Most uber-durable devices end up looking like the back end of a tank, but the ElitePad 900 is quite attractive. Just 9.2mm thick and weighing less than 1.4 pounds, with a CNC-milled aluminum back (CNC refers to computer numerical control in manufacturing), a front that's covered in Gorilla Glass 2, and rounded corners, this tablet is small and sleek enough not to look out of place in the office.
Some will argue that a tablet shouldn't be compared to a notebook, but the two really aren't all that different.
While it is rugged, it's no speed demon: With just a 1.8GHz Intel Atom Z2760 single-core processor and only 2GB of RAM, the ElitePad 900 managed a teeth-grindingly low Notebook Worldbench 8.1 score of 43. That's the lowest score we've seen with our updated test suite, and is less than half of the mark on our reference device, the Asus VivoBook S550CA.
Some will argue that a tablet shouldn't be compared to a notebook, but the two kinds of hardware really aren't all that different. Essentially, one has a physical keyboard and the other typically doesn't. In this case, much of the ElitePad 900's performance shortcomings come from its reliance on Intel's Atom processor (and its integrated GPU), and a paucity of RAM (which the CPU and the integrated GPU must share). This rendered the ElitePad incapable of running any of our game benchmarks.
We don't expect anyone would buy this tablet for gaming, of course, but games are one of the best measures of graphics performance, and the ElitePad is decidedly weak on that score. What's more, HP's tablet didn't have the horsepower to play our HD test video smoothly, either. It did manage to play HD YouTube videos, but the sound that emerged from its speakers was thin and tinny. The 1280-by-800-pixel display, on the other hand, delivered good color and brightness: With the backlight cranked up, I measured it at 351 cd/m2 (candelas per square meter; I used a Spyder 4 Elite monitor calibration tool).

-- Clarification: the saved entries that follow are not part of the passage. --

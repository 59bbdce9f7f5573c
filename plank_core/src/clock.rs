//! Time sources and the one-second tick driver.
//!
//! The recorder measures holds against a [`Clock`]; the [`ClockDriver`]
//! turns wall-clock time into ticks and interleaves them with user commands.

use crate::machine::{Command, Input};
use std::sync::atomic::{AtomicU64, Ordering};
use std::sync::mpsc::{Receiver, RecvTimeoutError};
use std::sync::Arc;
use std::time::{Duration, Instant};

/// Monotonic millisecond time source
pub trait Clock {
    fn now_ms(&self) -> u64;
}

/// Real time, measured from construction
#[derive(Clone, Debug)]
pub struct SystemClock {
    origin: Instant,
}

impl SystemClock {
    pub fn new() -> Self {
        Self {
            origin: Instant::now(),
        }
    }
}

impl Default for SystemClock {
    fn default() -> Self {
        Self::new()
    }
}

impl Clock for SystemClock {
    fn now_ms(&self) -> u64 {
        self.origin.elapsed().as_millis() as u64
    }
}

/// Explicitly advanced clock
///
/// Clones share the same time, so a test (or the simulated CLI run) can keep
/// one handle and give another to the recorder.
#[derive(Clone, Debug, Default)]
pub struct ManualClock {
    now: Arc<AtomicU64>,
}

impl ManualClock {
    pub fn new() -> Self {
        Self::default()
    }

    pub fn advance(&self, ms: u64) {
        self.now.fetch_add(ms, Ordering::SeqCst);
    }
}

impl Clock for ManualClock {
    fn now_ms(&self) -> u64 {
        self.now.load(Ordering::SeqCst)
    }
}

/// Multiplexes fixed-interval ticks with incoming commands
///
/// Deadlines advance by exactly one interval per tick, so a slow consumer
/// does not make the schedule drift.
pub struct ClockDriver {
    interval: Duration,
    commands: Receiver<Command>,
    next_deadline: Option<Instant>,
}

impl ClockDriver {
    pub fn new(commands: Receiver<Command>) -> Self {
        Self::with_interval(commands, Duration::from_secs(1))
    }

    pub fn with_interval(commands: Receiver<Command>, interval: Duration) -> Self {
        Self {
            interval,
            commands,
            next_deadline: None,
        }
    }

    /// Start a fresh interval from now
    ///
    /// Call when a command jumps to a new interval, so its first tick comes a
    /// full interval later.
    pub fn rearm(&mut self) {
        self.next_deadline = None;
    }

    /// Block until the next tick or command
    ///
    /// `ticking` is whether the machine currently consumes ticks (running and
    /// not paused). While it is false only commands are delivered, and the
    /// next tick is re-armed a full interval after ticking resumes.
    /// Returns `None` once the command channel is closed.
    pub fn next_input(&mut self, ticking: bool) -> Option<Input> {
        if !ticking {
            self.next_deadline = None;
            return self.commands.recv().ok().map(Input::Command);
        }

        let deadline = *self
            .next_deadline
            .get_or_insert_with(|| Instant::now() + self.interval);
        let wait = deadline.saturating_duration_since(Instant::now());

        match self.commands.recv_timeout(wait) {
            Ok(command) => Some(Input::Command(command)),
            Err(RecvTimeoutError::Timeout) => {
                self.next_deadline = Some(deadline + self.interval);
                Some(Input::Tick)
            }
            Err(RecvTimeoutError::Disconnected) => None,
        }
    }
}
//! Corruption recovery tests for plankflow.
//!
//! These tests verify the system can handle:
//! - Corrupted preferences files
//! - Empty and partial files
//! - A broken config file

use assert_cmd::Command;
use predicates::prelude::*;
use std::fs;
use std::path::Path;
use tempfile::TempDir;

fn cli(dir: &Path) -> Command {
    let mut cmd = Command::new(assert_cmd::cargo::cargo_bin!("plankflow"));
    cmd.env("XDG_CONFIG_HOME", dir.join("config"))
        .arg("--data-dir")
        .arg(dir.join("data"));
    cmd
}

fn setup_test_dir() -> TempDir {
    tempfile::tempdir().expect("Failed to create temp dir")
}

fn write_preferences(dir: &Path, contents: &str) {
    let data_dir = dir.join("data");
    fs::create_dir_all(&data_dir).unwrap();
    fs::write(data_dir.join("preferences.json"), contents).expect("Failed to write preferences");
}

#[test]
fn test_corrupted_preferences_file() {
    let temp_dir = setup_test_dir();
    write_preferences(temp_dir.path(), "{ invalid json }}}}");

    // Falls back to defaults: no weight, so no calories
    cli(temp_dir.path())
        .args(["start", "--simulate"])
        .assert()
        .success()
        .stdout(predicate::str::contains("Workout complete"))
        .stdout(predicate::str::contains("n/a"));
}

#[test]
fn test_empty_preferences_file() {
    let temp_dir = setup_test_dir();
    write_preferences(temp_dir.path(), "");

    cli(temp_dir.path())
        .args(["prefs", "show"])
        .assert()
        .success()
        .stdout(predicate::str::contains("Weight:    not set"));
}

#[test]
fn test_partial_preferences_file() {
    let temp_dir = setup_test_dir();
    write_preferences(temp_dir.path(), r#"{ "weight_kg": 80.0 }"#);

    cli(temp_dir.path())
        .args(["prefs", "show"])
        .assert()
        .success()
        .stdout(predicate::str::contains("80.0 kg"))
        .stdout(predicate::str::contains("Sound:     on"));
}

#[test]
fn test_set_overwrites_corrupted_file() {
    let temp_dir = setup_test_dir();
    write_preferences(temp_dir.path(), "garbage");

    cli(temp_dir.path())
        .args(["prefs", "set", "--vibration", "off"])
        .assert()
        .success();

    let path = temp_dir.path().join("data/preferences.json");
    let contents = fs::read_to_string(&path).expect("Failed to read preferences");
    let parsed: serde_json::Value =
        serde_json::from_str(&contents).expect("preferences should be valid JSON again");
    assert_eq!(parsed["vibration_enabled"], false);
}

#[test]
fn test_broken_config_file_fails() {
    let temp_dir = setup_test_dir();
    let config_dir = temp_dir.path().join("config/plankflow");
    fs::create_dir_all(&config_dir).unwrap();
    fs::write(config_dir.join("config.toml"), "[workout\ndefault_level = ").unwrap();

    cli(temp_dir.path()).arg("levels").assert().failure();
}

Storage is on the small side: The model HP sent for review has a 64GB SSD, or you can opt for a slightly less expensive model with a 32GB SSD. HP uses 3.5GB of that storage for a recovery partition and 100MB to store system tools, leaving 41.2GB of free space. Our review unit also included a mobile broadband adapter that works alongside the dual-band (2.4GHz/5GHz) 802.11 a/b/g/n Wi-Fi adapter. The broadband adapter works with either T-Mobile's or AT&T's HSPA+ network, but not with the faster LTE network that AT&T has and that T-Mobile is rolling out.